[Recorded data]

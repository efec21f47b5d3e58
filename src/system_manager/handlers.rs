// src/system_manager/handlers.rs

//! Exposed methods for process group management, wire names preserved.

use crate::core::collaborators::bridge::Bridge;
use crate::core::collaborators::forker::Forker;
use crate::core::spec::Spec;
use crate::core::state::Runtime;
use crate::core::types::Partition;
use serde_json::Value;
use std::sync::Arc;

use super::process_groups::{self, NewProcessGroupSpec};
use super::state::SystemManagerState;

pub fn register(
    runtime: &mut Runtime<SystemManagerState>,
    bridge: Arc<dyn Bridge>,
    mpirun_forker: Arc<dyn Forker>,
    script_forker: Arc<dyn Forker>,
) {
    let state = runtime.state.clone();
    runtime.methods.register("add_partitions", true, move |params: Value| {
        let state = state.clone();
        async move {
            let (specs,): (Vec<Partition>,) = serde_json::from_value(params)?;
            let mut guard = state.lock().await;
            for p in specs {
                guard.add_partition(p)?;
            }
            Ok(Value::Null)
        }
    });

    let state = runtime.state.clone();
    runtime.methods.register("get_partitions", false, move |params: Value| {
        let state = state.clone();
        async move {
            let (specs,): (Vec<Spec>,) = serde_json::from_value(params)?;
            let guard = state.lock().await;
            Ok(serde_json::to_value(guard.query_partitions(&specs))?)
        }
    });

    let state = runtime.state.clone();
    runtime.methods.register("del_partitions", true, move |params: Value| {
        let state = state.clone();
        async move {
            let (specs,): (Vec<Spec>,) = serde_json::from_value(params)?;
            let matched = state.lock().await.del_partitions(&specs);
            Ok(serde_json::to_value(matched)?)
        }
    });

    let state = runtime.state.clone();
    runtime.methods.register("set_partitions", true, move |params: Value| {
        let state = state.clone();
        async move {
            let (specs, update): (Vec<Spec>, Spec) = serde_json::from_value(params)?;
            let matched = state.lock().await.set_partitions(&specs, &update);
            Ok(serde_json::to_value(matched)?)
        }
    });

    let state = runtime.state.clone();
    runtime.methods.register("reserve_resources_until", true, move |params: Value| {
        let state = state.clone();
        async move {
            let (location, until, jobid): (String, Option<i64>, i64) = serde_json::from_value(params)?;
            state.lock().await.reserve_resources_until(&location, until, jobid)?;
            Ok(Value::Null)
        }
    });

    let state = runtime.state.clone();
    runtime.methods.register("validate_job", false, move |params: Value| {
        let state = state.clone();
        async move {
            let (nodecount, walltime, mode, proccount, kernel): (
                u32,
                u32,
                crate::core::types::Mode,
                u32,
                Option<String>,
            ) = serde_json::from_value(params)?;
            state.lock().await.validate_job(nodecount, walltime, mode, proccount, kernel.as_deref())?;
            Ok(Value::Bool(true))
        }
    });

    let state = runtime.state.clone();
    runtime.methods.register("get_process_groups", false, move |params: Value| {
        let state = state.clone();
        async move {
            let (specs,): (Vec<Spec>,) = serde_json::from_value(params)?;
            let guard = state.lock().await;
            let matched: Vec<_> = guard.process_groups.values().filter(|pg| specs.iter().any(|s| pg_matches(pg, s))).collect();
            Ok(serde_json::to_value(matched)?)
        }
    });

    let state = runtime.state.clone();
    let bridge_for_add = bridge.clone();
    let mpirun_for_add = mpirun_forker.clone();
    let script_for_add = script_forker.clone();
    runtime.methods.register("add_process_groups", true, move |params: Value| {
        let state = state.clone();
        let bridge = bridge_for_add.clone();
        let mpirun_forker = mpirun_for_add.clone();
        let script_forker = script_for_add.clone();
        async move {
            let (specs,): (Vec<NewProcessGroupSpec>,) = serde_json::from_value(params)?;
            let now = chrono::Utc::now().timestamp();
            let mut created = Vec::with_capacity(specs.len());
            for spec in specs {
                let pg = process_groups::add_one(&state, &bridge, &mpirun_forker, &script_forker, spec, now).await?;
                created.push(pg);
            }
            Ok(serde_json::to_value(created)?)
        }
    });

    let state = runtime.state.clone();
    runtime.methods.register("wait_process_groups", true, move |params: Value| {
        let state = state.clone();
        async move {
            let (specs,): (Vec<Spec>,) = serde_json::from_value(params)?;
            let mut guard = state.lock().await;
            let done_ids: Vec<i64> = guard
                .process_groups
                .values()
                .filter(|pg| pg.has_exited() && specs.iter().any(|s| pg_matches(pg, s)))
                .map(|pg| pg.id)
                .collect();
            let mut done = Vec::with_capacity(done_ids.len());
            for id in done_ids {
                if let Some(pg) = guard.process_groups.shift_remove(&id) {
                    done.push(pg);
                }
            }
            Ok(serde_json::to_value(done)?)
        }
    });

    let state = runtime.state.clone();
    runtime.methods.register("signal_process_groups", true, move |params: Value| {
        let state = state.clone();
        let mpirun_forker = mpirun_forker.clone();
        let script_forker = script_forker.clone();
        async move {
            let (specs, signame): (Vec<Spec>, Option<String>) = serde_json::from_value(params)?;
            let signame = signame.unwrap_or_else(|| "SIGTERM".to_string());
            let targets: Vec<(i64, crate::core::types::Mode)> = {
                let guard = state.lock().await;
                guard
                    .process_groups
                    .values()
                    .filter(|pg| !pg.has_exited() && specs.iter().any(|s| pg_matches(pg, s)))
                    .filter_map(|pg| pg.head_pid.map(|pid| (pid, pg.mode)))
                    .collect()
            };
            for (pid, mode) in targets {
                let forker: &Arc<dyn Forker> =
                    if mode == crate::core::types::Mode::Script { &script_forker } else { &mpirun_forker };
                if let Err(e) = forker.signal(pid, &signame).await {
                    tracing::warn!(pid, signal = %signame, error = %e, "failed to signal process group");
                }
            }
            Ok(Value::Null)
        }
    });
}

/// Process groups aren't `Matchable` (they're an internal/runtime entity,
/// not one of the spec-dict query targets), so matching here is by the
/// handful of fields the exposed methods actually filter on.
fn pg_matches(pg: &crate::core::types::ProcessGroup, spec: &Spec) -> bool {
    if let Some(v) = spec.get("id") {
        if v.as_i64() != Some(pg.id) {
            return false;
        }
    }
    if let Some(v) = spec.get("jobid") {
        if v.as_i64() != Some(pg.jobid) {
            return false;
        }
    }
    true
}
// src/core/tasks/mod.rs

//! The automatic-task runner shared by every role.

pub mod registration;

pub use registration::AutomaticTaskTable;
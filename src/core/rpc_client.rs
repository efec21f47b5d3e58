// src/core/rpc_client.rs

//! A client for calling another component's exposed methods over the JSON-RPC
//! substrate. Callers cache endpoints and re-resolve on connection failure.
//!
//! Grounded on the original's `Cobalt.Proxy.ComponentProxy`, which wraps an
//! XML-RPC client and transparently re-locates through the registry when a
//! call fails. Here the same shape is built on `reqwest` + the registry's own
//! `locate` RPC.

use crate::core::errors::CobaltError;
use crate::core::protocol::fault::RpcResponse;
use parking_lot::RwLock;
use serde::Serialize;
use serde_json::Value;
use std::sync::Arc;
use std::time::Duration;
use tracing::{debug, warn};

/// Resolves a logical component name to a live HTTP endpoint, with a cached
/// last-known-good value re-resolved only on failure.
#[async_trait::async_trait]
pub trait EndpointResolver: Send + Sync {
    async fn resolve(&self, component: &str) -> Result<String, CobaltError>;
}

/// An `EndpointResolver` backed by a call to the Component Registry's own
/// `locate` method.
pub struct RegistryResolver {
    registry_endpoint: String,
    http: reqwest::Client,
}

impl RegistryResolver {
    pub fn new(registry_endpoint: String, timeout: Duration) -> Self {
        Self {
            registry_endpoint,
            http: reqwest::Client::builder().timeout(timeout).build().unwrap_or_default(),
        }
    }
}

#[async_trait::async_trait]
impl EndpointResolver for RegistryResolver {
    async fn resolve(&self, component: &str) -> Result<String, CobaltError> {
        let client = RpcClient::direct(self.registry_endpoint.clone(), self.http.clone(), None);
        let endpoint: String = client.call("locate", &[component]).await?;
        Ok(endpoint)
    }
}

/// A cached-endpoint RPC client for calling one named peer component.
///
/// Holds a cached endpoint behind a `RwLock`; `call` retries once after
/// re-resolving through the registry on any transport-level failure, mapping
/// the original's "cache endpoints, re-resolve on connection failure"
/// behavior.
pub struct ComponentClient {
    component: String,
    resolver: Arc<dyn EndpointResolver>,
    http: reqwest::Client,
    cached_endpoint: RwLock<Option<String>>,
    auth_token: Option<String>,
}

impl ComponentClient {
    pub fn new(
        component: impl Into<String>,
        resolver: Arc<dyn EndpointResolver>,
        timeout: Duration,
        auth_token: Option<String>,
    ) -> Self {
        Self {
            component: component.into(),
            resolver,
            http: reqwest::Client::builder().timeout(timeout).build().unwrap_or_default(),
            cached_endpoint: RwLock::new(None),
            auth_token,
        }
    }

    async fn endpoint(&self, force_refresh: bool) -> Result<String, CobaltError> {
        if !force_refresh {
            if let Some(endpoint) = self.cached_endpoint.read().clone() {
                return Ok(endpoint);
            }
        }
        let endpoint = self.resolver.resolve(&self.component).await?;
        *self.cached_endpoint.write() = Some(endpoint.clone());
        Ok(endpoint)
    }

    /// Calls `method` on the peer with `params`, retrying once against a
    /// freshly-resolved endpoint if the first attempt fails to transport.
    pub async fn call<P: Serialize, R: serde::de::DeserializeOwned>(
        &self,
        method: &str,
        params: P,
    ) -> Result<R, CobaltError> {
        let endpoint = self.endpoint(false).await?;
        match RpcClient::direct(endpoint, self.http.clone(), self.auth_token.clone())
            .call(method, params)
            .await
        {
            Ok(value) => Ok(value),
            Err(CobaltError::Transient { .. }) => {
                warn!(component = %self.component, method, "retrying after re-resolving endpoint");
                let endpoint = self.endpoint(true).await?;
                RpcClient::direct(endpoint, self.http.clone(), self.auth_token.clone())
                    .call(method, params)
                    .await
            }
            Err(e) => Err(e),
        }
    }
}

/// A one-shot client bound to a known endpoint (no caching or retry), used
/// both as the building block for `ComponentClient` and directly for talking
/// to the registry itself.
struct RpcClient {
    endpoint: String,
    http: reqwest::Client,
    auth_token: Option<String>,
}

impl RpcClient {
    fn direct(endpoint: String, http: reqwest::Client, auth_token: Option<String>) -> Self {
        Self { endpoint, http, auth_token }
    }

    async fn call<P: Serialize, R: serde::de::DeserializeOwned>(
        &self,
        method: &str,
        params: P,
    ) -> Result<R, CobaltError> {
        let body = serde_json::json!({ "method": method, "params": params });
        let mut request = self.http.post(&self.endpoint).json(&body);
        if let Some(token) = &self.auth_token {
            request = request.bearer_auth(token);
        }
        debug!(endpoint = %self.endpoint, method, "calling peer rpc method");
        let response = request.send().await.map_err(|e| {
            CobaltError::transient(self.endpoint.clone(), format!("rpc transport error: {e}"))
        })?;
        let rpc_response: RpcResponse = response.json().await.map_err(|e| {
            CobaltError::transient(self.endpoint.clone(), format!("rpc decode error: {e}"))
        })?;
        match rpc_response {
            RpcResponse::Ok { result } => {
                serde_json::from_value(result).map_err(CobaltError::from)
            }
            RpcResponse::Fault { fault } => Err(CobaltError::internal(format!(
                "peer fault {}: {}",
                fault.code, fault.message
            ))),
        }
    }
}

* * *

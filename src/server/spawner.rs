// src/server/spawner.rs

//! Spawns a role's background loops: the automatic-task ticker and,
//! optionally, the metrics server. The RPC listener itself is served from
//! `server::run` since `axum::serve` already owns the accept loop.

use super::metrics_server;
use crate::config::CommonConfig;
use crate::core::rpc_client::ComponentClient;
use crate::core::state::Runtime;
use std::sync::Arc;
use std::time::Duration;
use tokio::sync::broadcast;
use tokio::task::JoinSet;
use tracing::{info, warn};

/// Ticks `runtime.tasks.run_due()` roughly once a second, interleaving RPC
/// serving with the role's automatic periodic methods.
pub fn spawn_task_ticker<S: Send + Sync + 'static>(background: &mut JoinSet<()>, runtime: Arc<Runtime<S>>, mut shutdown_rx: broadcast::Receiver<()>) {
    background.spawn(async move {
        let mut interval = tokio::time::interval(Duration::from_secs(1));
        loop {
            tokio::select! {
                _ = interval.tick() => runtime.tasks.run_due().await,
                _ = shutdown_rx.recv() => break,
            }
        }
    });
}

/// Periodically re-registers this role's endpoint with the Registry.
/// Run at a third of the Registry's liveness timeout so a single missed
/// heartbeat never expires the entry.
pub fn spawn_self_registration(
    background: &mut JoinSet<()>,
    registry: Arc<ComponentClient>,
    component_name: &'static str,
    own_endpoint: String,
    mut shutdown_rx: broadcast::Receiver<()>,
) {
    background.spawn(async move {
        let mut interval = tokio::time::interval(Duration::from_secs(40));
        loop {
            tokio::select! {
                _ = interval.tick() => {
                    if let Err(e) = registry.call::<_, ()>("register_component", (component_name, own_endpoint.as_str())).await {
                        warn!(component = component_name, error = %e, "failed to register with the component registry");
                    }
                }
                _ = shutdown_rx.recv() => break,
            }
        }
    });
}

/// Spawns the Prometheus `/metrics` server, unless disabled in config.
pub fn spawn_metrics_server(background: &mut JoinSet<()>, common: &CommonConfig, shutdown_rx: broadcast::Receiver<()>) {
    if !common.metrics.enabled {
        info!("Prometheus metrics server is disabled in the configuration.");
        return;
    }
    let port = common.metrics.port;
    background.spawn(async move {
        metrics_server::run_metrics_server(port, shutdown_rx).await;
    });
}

...

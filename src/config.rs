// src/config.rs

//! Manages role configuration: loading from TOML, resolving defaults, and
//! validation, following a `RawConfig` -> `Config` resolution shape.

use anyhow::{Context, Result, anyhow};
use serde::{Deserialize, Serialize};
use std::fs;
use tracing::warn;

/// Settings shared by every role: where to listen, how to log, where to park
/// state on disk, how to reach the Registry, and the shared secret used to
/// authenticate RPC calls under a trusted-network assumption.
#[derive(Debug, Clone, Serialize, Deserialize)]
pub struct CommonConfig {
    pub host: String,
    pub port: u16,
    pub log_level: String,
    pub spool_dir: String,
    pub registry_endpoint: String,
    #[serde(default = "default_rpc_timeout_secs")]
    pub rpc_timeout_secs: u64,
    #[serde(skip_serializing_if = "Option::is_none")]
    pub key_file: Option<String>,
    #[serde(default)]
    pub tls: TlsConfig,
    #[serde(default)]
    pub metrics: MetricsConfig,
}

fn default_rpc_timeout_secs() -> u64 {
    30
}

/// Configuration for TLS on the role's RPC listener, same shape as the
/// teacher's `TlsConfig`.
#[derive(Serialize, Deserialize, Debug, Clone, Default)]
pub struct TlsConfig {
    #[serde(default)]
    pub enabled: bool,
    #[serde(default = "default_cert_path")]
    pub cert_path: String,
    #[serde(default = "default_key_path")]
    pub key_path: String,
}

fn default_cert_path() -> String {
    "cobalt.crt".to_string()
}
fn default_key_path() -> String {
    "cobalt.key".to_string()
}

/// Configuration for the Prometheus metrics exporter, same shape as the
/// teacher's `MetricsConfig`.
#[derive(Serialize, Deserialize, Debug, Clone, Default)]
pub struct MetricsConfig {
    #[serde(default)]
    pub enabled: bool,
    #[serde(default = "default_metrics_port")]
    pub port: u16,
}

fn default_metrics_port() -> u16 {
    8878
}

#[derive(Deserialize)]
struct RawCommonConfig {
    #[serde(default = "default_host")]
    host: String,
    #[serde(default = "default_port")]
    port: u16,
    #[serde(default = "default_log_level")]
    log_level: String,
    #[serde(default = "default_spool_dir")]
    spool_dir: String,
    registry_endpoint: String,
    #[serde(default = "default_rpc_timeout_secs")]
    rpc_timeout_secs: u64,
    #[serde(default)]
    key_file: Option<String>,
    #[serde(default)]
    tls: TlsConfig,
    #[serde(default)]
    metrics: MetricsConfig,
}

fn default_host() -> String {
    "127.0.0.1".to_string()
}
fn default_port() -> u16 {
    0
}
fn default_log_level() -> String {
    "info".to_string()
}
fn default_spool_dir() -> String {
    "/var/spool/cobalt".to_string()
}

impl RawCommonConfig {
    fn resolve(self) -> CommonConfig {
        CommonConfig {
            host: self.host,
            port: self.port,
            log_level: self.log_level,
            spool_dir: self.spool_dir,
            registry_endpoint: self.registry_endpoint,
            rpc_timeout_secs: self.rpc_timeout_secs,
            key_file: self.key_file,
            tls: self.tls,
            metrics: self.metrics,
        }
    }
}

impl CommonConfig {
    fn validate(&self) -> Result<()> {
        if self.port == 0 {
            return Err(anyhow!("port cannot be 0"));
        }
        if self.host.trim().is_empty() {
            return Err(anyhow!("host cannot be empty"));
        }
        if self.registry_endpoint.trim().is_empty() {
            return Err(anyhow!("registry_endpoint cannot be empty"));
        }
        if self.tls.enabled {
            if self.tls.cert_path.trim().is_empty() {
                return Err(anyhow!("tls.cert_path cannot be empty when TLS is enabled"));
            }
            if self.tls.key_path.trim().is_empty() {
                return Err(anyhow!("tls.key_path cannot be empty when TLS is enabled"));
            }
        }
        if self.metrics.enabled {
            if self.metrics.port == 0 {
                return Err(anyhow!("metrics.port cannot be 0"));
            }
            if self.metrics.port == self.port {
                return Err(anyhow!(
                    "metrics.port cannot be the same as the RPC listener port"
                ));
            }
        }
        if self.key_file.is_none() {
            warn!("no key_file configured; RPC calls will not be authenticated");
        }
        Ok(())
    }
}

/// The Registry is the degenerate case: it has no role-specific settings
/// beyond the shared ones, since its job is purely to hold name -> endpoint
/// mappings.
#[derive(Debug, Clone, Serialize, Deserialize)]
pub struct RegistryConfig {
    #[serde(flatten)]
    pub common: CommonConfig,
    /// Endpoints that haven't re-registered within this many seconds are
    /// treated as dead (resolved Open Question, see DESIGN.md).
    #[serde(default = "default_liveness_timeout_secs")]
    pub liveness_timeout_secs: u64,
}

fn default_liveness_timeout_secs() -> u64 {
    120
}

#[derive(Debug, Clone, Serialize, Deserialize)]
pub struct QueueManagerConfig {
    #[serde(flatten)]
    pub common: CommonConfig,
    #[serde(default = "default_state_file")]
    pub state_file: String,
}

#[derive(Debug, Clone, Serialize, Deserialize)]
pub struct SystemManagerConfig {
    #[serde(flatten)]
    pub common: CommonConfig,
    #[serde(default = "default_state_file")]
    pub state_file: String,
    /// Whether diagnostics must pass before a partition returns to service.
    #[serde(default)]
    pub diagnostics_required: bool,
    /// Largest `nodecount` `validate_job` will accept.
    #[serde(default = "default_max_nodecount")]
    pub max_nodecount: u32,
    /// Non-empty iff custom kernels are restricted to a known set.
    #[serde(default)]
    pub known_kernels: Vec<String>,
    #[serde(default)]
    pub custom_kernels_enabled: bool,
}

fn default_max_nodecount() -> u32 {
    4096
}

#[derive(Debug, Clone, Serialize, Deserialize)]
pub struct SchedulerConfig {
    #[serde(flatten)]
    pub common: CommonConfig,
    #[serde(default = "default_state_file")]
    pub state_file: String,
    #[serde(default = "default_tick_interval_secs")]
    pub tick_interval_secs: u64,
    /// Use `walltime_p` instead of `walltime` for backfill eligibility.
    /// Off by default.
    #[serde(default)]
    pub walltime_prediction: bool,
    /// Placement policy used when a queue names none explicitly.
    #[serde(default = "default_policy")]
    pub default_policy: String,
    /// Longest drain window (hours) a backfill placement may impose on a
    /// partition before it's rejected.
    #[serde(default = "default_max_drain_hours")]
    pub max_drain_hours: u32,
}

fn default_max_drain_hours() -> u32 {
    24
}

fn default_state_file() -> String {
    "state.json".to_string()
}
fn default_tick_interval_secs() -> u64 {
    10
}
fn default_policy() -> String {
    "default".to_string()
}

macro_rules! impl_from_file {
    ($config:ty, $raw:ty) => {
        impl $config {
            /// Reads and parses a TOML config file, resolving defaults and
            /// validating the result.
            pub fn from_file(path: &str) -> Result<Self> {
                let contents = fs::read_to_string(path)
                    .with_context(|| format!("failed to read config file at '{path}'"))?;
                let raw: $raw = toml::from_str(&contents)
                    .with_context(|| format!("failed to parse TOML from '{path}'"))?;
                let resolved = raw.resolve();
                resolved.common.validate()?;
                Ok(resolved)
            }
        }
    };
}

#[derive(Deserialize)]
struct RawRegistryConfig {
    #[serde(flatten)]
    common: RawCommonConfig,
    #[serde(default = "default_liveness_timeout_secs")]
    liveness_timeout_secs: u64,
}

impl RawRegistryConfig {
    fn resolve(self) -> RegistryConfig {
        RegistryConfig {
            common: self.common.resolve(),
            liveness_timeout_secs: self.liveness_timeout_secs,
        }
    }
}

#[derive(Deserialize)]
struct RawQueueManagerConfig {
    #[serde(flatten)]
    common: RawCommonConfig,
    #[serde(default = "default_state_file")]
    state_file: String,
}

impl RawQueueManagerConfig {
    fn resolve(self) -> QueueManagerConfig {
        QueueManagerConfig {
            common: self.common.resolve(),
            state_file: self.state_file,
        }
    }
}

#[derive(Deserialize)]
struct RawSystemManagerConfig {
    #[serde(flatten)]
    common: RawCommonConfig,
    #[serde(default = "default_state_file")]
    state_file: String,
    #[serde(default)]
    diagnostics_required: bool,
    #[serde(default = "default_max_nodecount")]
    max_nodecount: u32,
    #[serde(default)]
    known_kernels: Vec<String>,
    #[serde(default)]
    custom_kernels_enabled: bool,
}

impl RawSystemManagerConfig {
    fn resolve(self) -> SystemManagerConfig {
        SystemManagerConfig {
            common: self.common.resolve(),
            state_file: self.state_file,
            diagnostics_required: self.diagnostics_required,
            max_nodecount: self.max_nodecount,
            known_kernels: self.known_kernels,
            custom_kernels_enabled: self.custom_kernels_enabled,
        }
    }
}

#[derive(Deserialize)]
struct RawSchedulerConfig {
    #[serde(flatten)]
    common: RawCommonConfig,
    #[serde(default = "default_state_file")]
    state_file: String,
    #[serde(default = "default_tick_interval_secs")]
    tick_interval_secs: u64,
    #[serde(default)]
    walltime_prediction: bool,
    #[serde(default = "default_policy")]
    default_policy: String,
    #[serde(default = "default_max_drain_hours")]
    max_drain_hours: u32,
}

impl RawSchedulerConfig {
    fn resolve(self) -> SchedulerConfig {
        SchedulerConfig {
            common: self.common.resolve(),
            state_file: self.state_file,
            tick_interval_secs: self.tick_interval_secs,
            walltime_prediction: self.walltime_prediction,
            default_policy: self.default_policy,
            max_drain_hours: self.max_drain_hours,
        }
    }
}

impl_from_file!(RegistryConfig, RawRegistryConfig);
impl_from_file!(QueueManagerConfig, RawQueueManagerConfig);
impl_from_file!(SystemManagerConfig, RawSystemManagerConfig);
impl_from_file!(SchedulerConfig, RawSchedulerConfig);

Work instruction: One number only, please: the count of lines in the data that hold the word "RawRegistryConfig".

Result of this task: 3